# DATA RECORDS

//! Numbers behind XP awards, streak tiers, stat bounds and document defaults.
//!
//! Rules read these instead of inline literals. The game-state document
//! stores only progress, so none of these can be changed by editing it.

// Message validity ---------------------------------------------------------
pub(crate) const MIN_VALID_MESSAGE_CHARS: usize = 10;
pub(crate) const TRIVIAL_MESSAGES: [&str; 3] = ["hi", "hello", "ok"];

// XP tuning ----------------------------------------------------------------
pub(crate) const SHORT_MESSAGE_MAX_CHARS: usize = 50;
pub(crate) const SHORT_MESSAGE_XP: u32 = 10;
pub(crate) const LONG_MESSAGE_XP: u32 = 20;
pub(crate) const QUESTION_BONUS_XP: u32 = 5;
pub(crate) const XP_PER_LEVEL: u32 = 100;
pub(crate) const HIGH_QUALITY_XP: u32 = 20;

/// Streak tiers as `(minimum streak, multiplier)`, highest first.
pub(crate) const STREAK_MULTIPLIERS: [(u32, f64); 4] = [(30, 5.0), (14, 3.0), (7, 2.0), (3, 1.5)];
pub(crate) const BASE_MULTIPLIER: f64 = 1.0;

// Health decay -------------------------------------------------------------
pub(crate) const HEALTH_DECAY_GRACE_DAYS: f64 = 1.0;
pub(crate) const HEALTH_DECAY_PER_DAY: f64 = 10.0;
pub(crate) const STAT_MIN: i32 = 0;
pub(crate) const STAT_MAX: i32 = 100;

// Quest tuning -------------------------------------------------------------
pub(crate) const QUESTS_PER_SET: usize = 3;
pub(crate) const WEEKLY_WINDOW_DAYS: i64 = 7;
pub(crate) const LONG_QUESTION_MIN_WORDS: usize = 10;
pub(crate) const FOCUS_QUEST_THRESHOLD: i32 = 70;
pub(crate) const HIGH_XP_QUEST_THRESHOLD: u32 = 50;
pub(crate) const PHILOSOPHICAL_MIN_CHARS: usize = 100;
pub(crate) const LONG_MESSAGE_MIN_CHARS: usize = 500;

// Quiz tuning --------------------------------------------------------------
pub(crate) const QUIZ_NEUTRAL_ANSWER: u8 = 3;
pub(crate) const QUIZ_MIN_ANSWER: u8 = 1;
pub(crate) const QUIZ_MAX_ANSWER: u8 = 5;
pub(crate) const QUIZ_TRAIT_START: i32 = 50;
pub(crate) const QUIZ_TRAIT_PIVOT: i32 = 50;

// Document defaults --------------------------------------------------------
pub(crate) const DEFAULT_PLAYER_NAME: &str = "Adventurer";
pub(crate) const UNKNOWN_PERSONALITY: &str = "Unknown";
pub(crate) const DEFAULT_QUESTION_TYPE: &str = "Analytical";
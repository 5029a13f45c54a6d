//! TOML configuration for the command-line front end.
use anyhow::{Context, Result};
use serde::{Deserialize, Serialize};
use std::path::{Path, PathBuf};
use std::time::Duration;
use tokio::fs;

/// Looked up in the working directory when `--config` is not given.
pub const DEFAULT_CONFIG_FILE: &str = "questchat.toml";

#[derive(Debug, Clone, PartialEq, Eq, Serialize, Deserialize, Default)]
#[serde(default)]
pub struct Config {
    pub generator: GeneratorConfig,
    pub state: StateConfig,
}

/// OpenAI-compatible chat-completions collaborator.
#[derive(Debug, Clone, PartialEq, Eq, Serialize, Deserialize)]
#[serde(default)]
pub struct GeneratorConfig {
    pub endpoint: String,
    pub model: String,
    pub system_prompt: String,
    pub max_tokens: u32,
    pub timeout_secs: u64,
    /// Name of the environment variable holding the bearer key.
    pub api_key_env: String,
}

impl Default for GeneratorConfig {
    fn default() -> Self {
        Self {
            endpoint: "https://api.groq.com/openai/v1/chat/completions".to_string(),
            model: "llama-3.3-70b-versatile".to_string(),
            system_prompt: "You are a RPG guide.".to_string(),
            max_tokens: 1000,
            timeout_secs: 30,
            api_key_env: "API_KEY".to_string(),
        }
    }
}

impl GeneratorConfig {
    /// The API key from the configured environment variable, if set and non-blank.
    #[must_use]
    pub fn api_key(&self) -> Option<String> {
        std::env::var(&self.api_key_env)
            .ok()
            .filter(|key| !key.trim().is_empty())
    }

    #[must_use]
    pub const fn timeout(&self) -> Duration {
        Duration::from_secs(self.timeout_secs)
    }
}

#[derive(Debug, Clone, PartialEq, Eq, Serialize, Deserialize)]
#[serde(default)]
pub struct StateConfig {
    pub path: PathBuf,
    pub pretty: bool,
}

impl Default for StateConfig {
    fn default() -> Self {
        Self {
            path: PathBuf::from("gamestate.json"),
            pretty: true,
        }
    }
}

impl Config {
    /// Load configuration from a file
    pub async fn load(path: &Path) -> Result<Self> {
        let content = fs::read_to_string(path)
            .await
            .with_context(|| format!("Failed to read config file {}", path.display()))?;
        let config: Self = toml::from_str(&content)
            .with_context(|| format!("Failed to parse config file {}", path.display()))?;
        Ok(config)
    }

    /// Load the explicit file, else `questchat.toml` when present, else defaults.
    pub async fn discover(explicit: Option<&Path>) -> Result<Self> {
        if let Some(path) = explicit {
            return Self::load(path).await;
        }
        let fallback = Path::new(DEFAULT_CONFIG_FILE);
        if fs::try_exists(fallback).await.unwrap_or(false) {
            log::debug!("using {DEFAULT_CONFIG_FILE} from the working directory");
            return Self::load(fallback).await;
        }
        Ok(Self::default())
    }

    /// Create a default configuration file
    pub async fn create_default(path: &Path) -> Result<()> {
        let content = toml::to_string_pretty(&Self::default())
            .context("Failed to serialize default config")?;
        fs::write(path, content)
            .await
            .with_context(|| format!("Failed to write config file {}", path.display()))?;
        Ok(())
    }
}
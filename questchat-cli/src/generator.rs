//! Assistant reply generation through an OpenAI-compatible chat-completions API.
use async_trait::async_trait;
use serde::{Deserialize, Serialize};
use thiserror::Error;

use crate::config::GeneratorConfig;

#[derive(Debug, Error)]
pub enum GenerationError {
    #[error("no API key found in ${var}")]
    MissingApiKey { var: String },
    #[error("reply generation timed out after {secs}s")]
    Timeout { secs: u64 },
    #[error("HTTP request failed: {0}")]
    Http(#[from] reqwest::Error),
    #[error("generation service returned status {status}")]
    Status { status: u16 },
    #[error("generation service returned an empty reply")]
    EmptyReply,
}

/// Produces the assistant's reply to a user message.
#[async_trait]
pub trait TextGenerator: Send + Sync {
    async fn generate(&self, message: &str) -> Result<String, GenerationError>;
}

#[derive(Debug, Clone, PartialEq, Eq, Serialize, Deserialize)]
pub struct ChatMessage {
    pub role: String,
    pub content: String,
}

#[derive(Debug, Clone, PartialEq, Eq, Serialize)]
pub struct ChatRequest {
    pub model: String,
    pub messages: Vec<ChatMessage>,
    pub max_tokens: u32,
}

#[derive(Debug, Deserialize)]
struct ChatResponse {
    #[serde(default)]
    choices: Vec<ChatChoice>,
}

#[derive(Debug, Deserialize)]
struct ChatChoice {
    message: ReplyMessage,
}

#[derive(Debug, Deserialize)]
struct ReplyMessage {
    #[serde(default)]
    content: Option<String>,
}

/// Posts a system prompt plus the user message and returns the first choice.
pub struct ChatCompletionClient {
    config: GeneratorConfig,
    api_key: Option<String>,
    client: reqwest::Client,
}

impl ChatCompletionClient {
    /// Reads the API key from the environment variable named in `config`.
    #[must_use]
    pub fn new(config: GeneratorConfig) -> Self {
        let api_key = config.api_key();
        if api_key.is_none() {
            log::warn!("${} is not set; replies will be unavailable", config.api_key_env);
        }
        Self {
            config,
            api_key,
            client: reqwest::Client::new(),
        }
    }

    #[must_use]
    pub fn request_body(&self, message: &str) -> ChatRequest {
        ChatRequest {
            model: self.config.model.clone(),
            messages: vec![
                ChatMessage {
                    role: "system".to_string(),
                    content: self.config.system_prompt.clone(),
                },
                ChatMessage {
                    role: "user".to_string(),
                    content: message.to_string(),
                },
            ],
            max_tokens: self.config.max_tokens,
        }
    }
}

fn first_reply(response: ChatResponse) -> Result<String, GenerationError> {
    response
        .choices
        .into_iter()
        .next()
        .and_then(|choice| choice.message.content)
        .map(|content| content.trim().to_string())
        .filter(|content| !content.is_empty())
        .ok_or(GenerationError::EmptyReply)
}

#[async_trait]
impl TextGenerator for ChatCompletionClient {
    async fn generate(&self, message: &str) -> Result<String, GenerationError> {
        let Some(api_key) = self.api_key.as_deref() else {
            return Err(GenerationError::MissingApiKey {
                var: self.config.api_key_env.clone(),
            });
        };
        log::debug!("requesting reply from {}", self.config.endpoint);

        let response = self
            .client
            .post(&self.config.endpoint)
            .bearer_auth(api_key)
            .json(&self.request_body(message))
            .send()
            .await?;

        if !response.status().is_success() {
            return Err(GenerationError::Status {
                status: response.status().as_u16(),
            });
        }

        let body: ChatResponse = response.json().await?;
        first_reply(body)
    }
}
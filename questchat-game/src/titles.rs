//! Cosmetic rank tiers derived from lifetime XP.
use serde::Serialize;

/// A title tier. `max_xp` of `None` means the tier is unbounded above.
#[derive(Debug, Clone, PartialEq, Eq, Serialize)]
#[serde(rename_all = "camelCase")]
pub struct Title {
    pub level: u8,
    pub name: &'static str,
    pub icon: &'static str,
    pub min_xp: u64,
    pub max_xp: Option<u64>,
    pub description: &'static str,
}

impl Title {
    #[must_use]
    pub fn contains(&self, total_xp: u64) -> bool {
        total_xp >= self.min_xp && self.max_xp.is_none_or(|max| total_xp <= max)
    }
}

/// Contiguous tiers covering `[0, ∞)`, ascending.
pub static TITLES: [Title; 6] = [
    Title {
        level: 1,
        name: "Curious Beginner",
        icon: "🌱",
        min_xp: 0,
        max_xp: Some(99),
        description: "Your journey begins with the first question",
    },
    Title {
        level: 2,
        name: "Thoughtful Learner",
        icon: "📚",
        min_xp: 100,
        max_xp: Some(499),
        description: "Every conversation deepens your understanding",
    },
    Title {
        level: 3,
        name: "Insightful Mind",
        icon: "💭",
        min_xp: 500,
        max_xp: Some(1_499),
        description: "Your questions reveal layers of meaning",
    },
    Title {
        level: 4,
        name: "Philosopher",
        icon: "🧠",
        min_xp: 1_500,
        max_xp: Some(4_999),
        description: "Wisdom flows through your words",
    },
    Title {
        level: 5,
        name: "Master of Discourse",
        icon: "👑",
        min_xp: 5_000,
        max_xp: Some(9_999),
        description: "Your insights illuminate the path for others",
    },
    Title {
        level: 6,
        name: "Legendary Scholar",
        icon: "⭐",
        min_xp: 10_000,
        max_xp: None,
        description: "A seeker of infinite knowledge and understanding",
    },
];

/// First tier whose range contains `total_xp`.
#[must_use]
pub fn title_for_xp(total_xp: u64) -> &'static Title {
    TITLES
        .iter()
        .find(|title| title.contains(total_xp))
        .unwrap_or(&TITLES[0])
}

/// Look a tier up by display name, falling back to the first tier.
#[must_use]
pub fn title_by_name(name: &str) -> &'static Title {
    TITLES
        .iter()
        .find(|title| title.name == name)
        .unwrap_or(&TITLES[0])
}

/// The lowest tier that still needs more XP than `total_xp`.
#[must_use]
pub fn next_title(total_xp: u64) -> Option<&'static Title> {
    TITLES.iter().find(|title| title.min_xp > total_xp)
}

#[cfg(test)]
mod tests {
    use super::*;

    #[test]
    fn tiers_are_contiguous_and_exhaustive() {
        assert_eq!(TITLES[0].min_xp, 0);
        for pair in TITLES.windows(2) {
            let upper = pair[0].max_xp.expect("only the last tier is open");
            assert_eq!(upper + 1, pair[1].min_xp);
            assert_eq!(pair[0].level + 1, pair[1].level);
        }
        assert!(TITLES[TITLES.len() - 1].max_xp.is_none());
    }

    #[test]
    fn lookup_respects_inclusive_bounds() {
        assert_eq!(title_for_xp(0).level, 1);
        assert_eq!(title_for_xp(99).level, 1);
        assert_eq!(title_for_xp(100).level, 2);
        assert_eq!(title_for_xp(1_499).level, 3);
        assert_eq!(title_for_xp(u64::MAX).level, 6);
    }

    #[test]
    fn next_title_and_name_lookup() {
        assert_eq!(next_title(120).map(|t| t.name), Some("Insightful Mind"));
        assert!(next_title(10_000).is_none());
        assert_eq!(title_by_name("Philosopher").min_xp, 1_500);
        assert_eq!(title_by_name("Nobody").level, 1);
    }
}
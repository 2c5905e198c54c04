pub mod user_response;
pub mod login_response;

pub use user_response::UserResponse;
pub use login_response::LoginResponse;
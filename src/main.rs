//! 사용자 관리 서비스 메인 애플리케이션
//!
//! Actix-web 기반의 HTTP 서버를 구동하고 모든 서비스를 초기화합니다.
//! 인메모리 저장소를 구성하고 JWT 인증 기반의 REST API를 제공합니다.

use std::sync::Arc;
use std::time::Duration;

use actix_cors::Cors;
use actix_governor::{Governor, GovernorConfigBuilder};
use actix_web::http::header;
use actix_web::{App, HttpServer, middleware};
use dotenv::dotenv;
use env_logger::Env;
use log::{error, info};

use user_service_backend::config::{AdminCredentialConfig, Environment, ServerConfig};
use user_service_backend::core::registry::ServiceLocator;
use user_service_backend::middlewares::{RecoverMiddleware, TimeoutMiddleware};
use user_service_backend::repositories::credentials::credential_repo::CredentialRepository;
use user_service_backend::repositories::users::sample_data;
use user_service_backend::repositories::users::user_repo::UserRepository;
use user_service_backend::routes::configure_all_routes;

/// Rate Limiting 설정 구조체
#[derive(Debug)]
struct RateLimitConfig {
    per_second: u64,
    burst_size: u32,
}

#[actix_web::main]
async fn main() -> std::io::Result<()> {
    // 환경 설정 및 로깅 초기화
    load_env_file();
    init_logging();

    info!("🚀 사용자 관리 서비스 시작중...");

    // 인메모리 저장소 초기화
    let (user_repo, credential_repo) = initialize_data_stores();

    // ServiceLocator에 인프라 컴포넌트 등록
    ServiceLocator::set(user_repo);
    ServiceLocator::set(credential_repo);

    // 모든 서비스 초기화
    ServiceLocator::initialize_all()
        .await
        .expect("서비스 초기화 실패");

    info!("✅ 모든 서비스가 성공적으로 초기화되었습니다!");

    // HTTP 서버 시작
    start_http_server().await
}

/// HTTP 서버를 구성하고 실행합니다
///
/// CORS, 로깅, 경로 정규화, 요청 타임아웃, 패닉 복구, Rate Limiting
/// 미들웨어를 포함합니다.
///
/// # Errors
///
/// * `std::io::Error` - 포트 바인딩 실패 또는 서버 실행 오류
async fn start_http_server() -> std::io::Result<()> {
    let bind_address = format!("{}:{}", ServerConfig::host(), ServerConfig::port());

    info!("🌐 서버가 http://{} 에서 실행중입니다", bind_address);
    info!("📍 Health check: http://{}/health", bind_address);
    info!("📍 API 엔드포인트: http://{}/api/v1", bind_address);

    // Rate Limiting 설정
    let rate_limit_config = load_rate_limit_config();
    let governor_conf = GovernorConfigBuilder::default()
        .requests_per_second(rate_limit_config.per_second)
        .burst_size(rate_limit_config.burst_size)
        .use_headers()
        .finish()
        .unwrap();

    info!(
        "🛡️ Rate Limiting 활성화: 초당 {}요청, 버스트 {}개",
        rate_limit_config.per_second, rate_limit_config.burst_size
    );

    let request_timeout = Duration::from_secs(ServerConfig::request_timeout_secs());
    info!("⏱️ 요청 타임아웃: {}초", request_timeout.as_secs());

    HttpServer::new(move || {
        // CORS 설정
        let cors = configure_cors();

        App::new()
            // Rate Limiting 미들웨어
            .wrap(Governor::new(&governor_conf))
            // 공통 미들웨어들
            .wrap(cors)
            .wrap(middleware::Logger::default())
            .wrap(middleware::NormalizePath::trim())
            // 요청 타임아웃 + 패닉 복구 (핸들러를 가장 가깝게 감싼다)
            .wrap(TimeoutMiddleware::new(request_timeout))
            .wrap(RecoverMiddleware)
            // 라우트 설정
            .configure(configure_all_routes)
    })
    .bind(bind_address)?
    .workers(4) // 워커 스레드 수
    .run()
    .await
}

/// 환경별 설정 파일을 로드합니다
///
/// PROFILE 환경변수에 따라 적절한 .env 파일을 로드합니다.
///
/// # Environment Variables
///
/// * `PROFILE=dev` - .env.dev 파일 로드 (기본값)
/// * `PROFILE=prod` - .env.prod 파일 로드
/// * 기타 - 기본 .env 파일 로드
fn load_env_file() {
    let profile = std::env::var("PROFILE").unwrap_or_else(|_| "dev".to_string());

    info!("Current profile: {}", profile);

    match profile.as_str() {
        "prod" => match dotenv::from_filename(".env.prod") {
            Ok(_) => info!(".env.prod 파일 로드 됨"),
            Err(e) => error!(".env.prod 파일 로드 실패: {}", e),
        },
        "dev" => match dotenv::from_filename(".env.dev") {
            Ok(_) => info!(".env.dev 파일 로드 됨"),
            Err(e) => error!(".env.dev 파일 로드 실패: {}", e),
        },
        _ => {
            // 기본 .env 파일 로드
            dotenv().ok();
            info!("기본 .env 파일 로드");
        }
    }
}

/// 로깅 시스템을 초기화합니다
///
/// 환경변수 RUST_LOG를 기반으로 로깅 레벨을 설정합니다.
/// 프로세스 전역 로거는 기동 시 한 번만 설치되며 이후 교체되지 않습니다.
///
/// # Environment Variables
///
/// * `RUST_LOG` - 로깅 레벨 설정 (기본값: "info,actix_web=debug")
fn init_logging() {
    env_logger::init_from_env(Env::default().default_filter_or("info,actix_web=debug"));
}

/// 인메모리 저장소들을 초기화합니다
///
/// 사용자 저장소와 자격증명 저장소를 구성합니다. 개발 환경에서는
/// 사용자 저장소에 샘플 데이터를 시드하고, 모든 환경에서 설정값 기반의
/// 관리자 자격증명 하나를 등록합니다.
///
/// # Panics
///
/// * 관리자 자격증명 해싱/등록 실패 시
fn initialize_data_stores() -> (Arc<UserRepository>, Arc<CredentialRepository>) {
    info!("📦 인메모리 저장소 구성 중...");

    // 사용자 저장소 초기화
    let user_repo = Arc::new(UserRepository::new());

    if Environment::current() == Environment::Development {
        match sample_data::sample_users() {
            Ok(users) => {
                let count = users.len();
                user_repo.seed(users).expect("샘플 데이터 시드 실패");
                info!("✅ 샘플 사용자 {}명 시드 완료", count);
            }
            Err(e) => error!("샘플 데이터 초기화 실패: {}", e),
        }
    }

    // 자격증명 저장소 초기화 (관리자 계정 시드)
    let credential_repo = Arc::new(CredentialRepository::new());
    credential_repo
        .register(
            &AdminCredentialConfig::username(),
            &AdminCredentialConfig::password(),
            1,
            true,
        )
        .expect("관리자 자격증명 등록 실패");

    info!("✅ 관리자 자격증명 등록 완료: {}", AdminCredentialConfig::username());

    (user_repo, credential_repo)
}

/// CORS 설정을 구성합니다
///
/// 프론트엔드와의 통신을 위한 CORS(Cross-Origin Resource Sharing) 설정을
/// 구성합니다. 개발환경에서 로컬호스트 간 통신을 허용합니다.
fn configure_cors() -> Cors {
    Cors::default()
        // 허용할 Origin 설정
        .allowed_origin("http://localhost:3000")
        .allowed_origin("http://127.0.0.1:3000")
        .allowed_origin("http://localhost:8080")
        .allowed_origin("http://127.0.0.1:8080")
        // 허용할 HTTP 메서드
        .allowed_methods(vec!["GET", "POST", "PUT", "DELETE", "OPTIONS"])
        // 허용할 헤더
        .allowed_headers(vec![
            header::AUTHORIZATION,
            header::ACCEPT,
            header::CONTENT_TYPE,
        ])
        // 자격 증명(쿠키 등) 지원
        .supports_credentials()
        // Preflight 요청 캐시 시간 (초)
        .max_age(3600)
}

/// 환경변수에서 Rate Limiting 설정을 로드합니다
///
/// # Environment Variables
///
/// * `RATE_LIMIT_PER_SECOND` - 초당 허용 요청 수 (기본값: 100)
/// * `RATE_LIMIT_BURST_SIZE` - 버스트 허용량 (기본값: 200)
fn load_rate_limit_config() -> RateLimitConfig {
    let per_second = std::env::var("RATE_LIMIT_PER_SECOND")
        .unwrap_or_else(|_| "100".to_string())
        .parse::<u64>()
        .unwrap_or_else(|e| {
            error!("RATE_LIMIT_PER_SECOND 파싱 실패: {}. 기본값 100 사용", e);
            100
        });

    let burst_size = std::env::var("RATE_LIMIT_BURST_SIZE")
        .unwrap_or_else(|_| "200".to_string())
        .parse::<u32>()
        .unwrap_or_else(|e| {
            error!("RATE_LIMIT_BURST_SIZE 파싱 실패: {}. 기본값 200 사용", e);
            200
        });

    let config = RateLimitConfig {
        per_second,
        burst_size,
    };

    info!("Rate Limiting 설정 로드됨: {:?}", config);
    config
}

# WHAT TO WORK ON
Print the listing above from its first line through the line with "pub(crate) const TRIVIAL_MESSAGES: [&str;", and stop there.

# WRITTEN SOLUTION
//! Numbers behind XP awards, streak tiers, stat bounds and document defaults.
//!
//! Rules read these instead of inline literals. The game-state document
//! stores only progress, so none of these can be changed by editing it.

// Message validity ---------------------------------------------------------
pub(crate) const MIN_VALID_MESSAGE_CHARS: usize = 10;
pub(crate) const TRIVIAL_MESSAGES: [&str; 3] = ["hi", "hello", "ok"];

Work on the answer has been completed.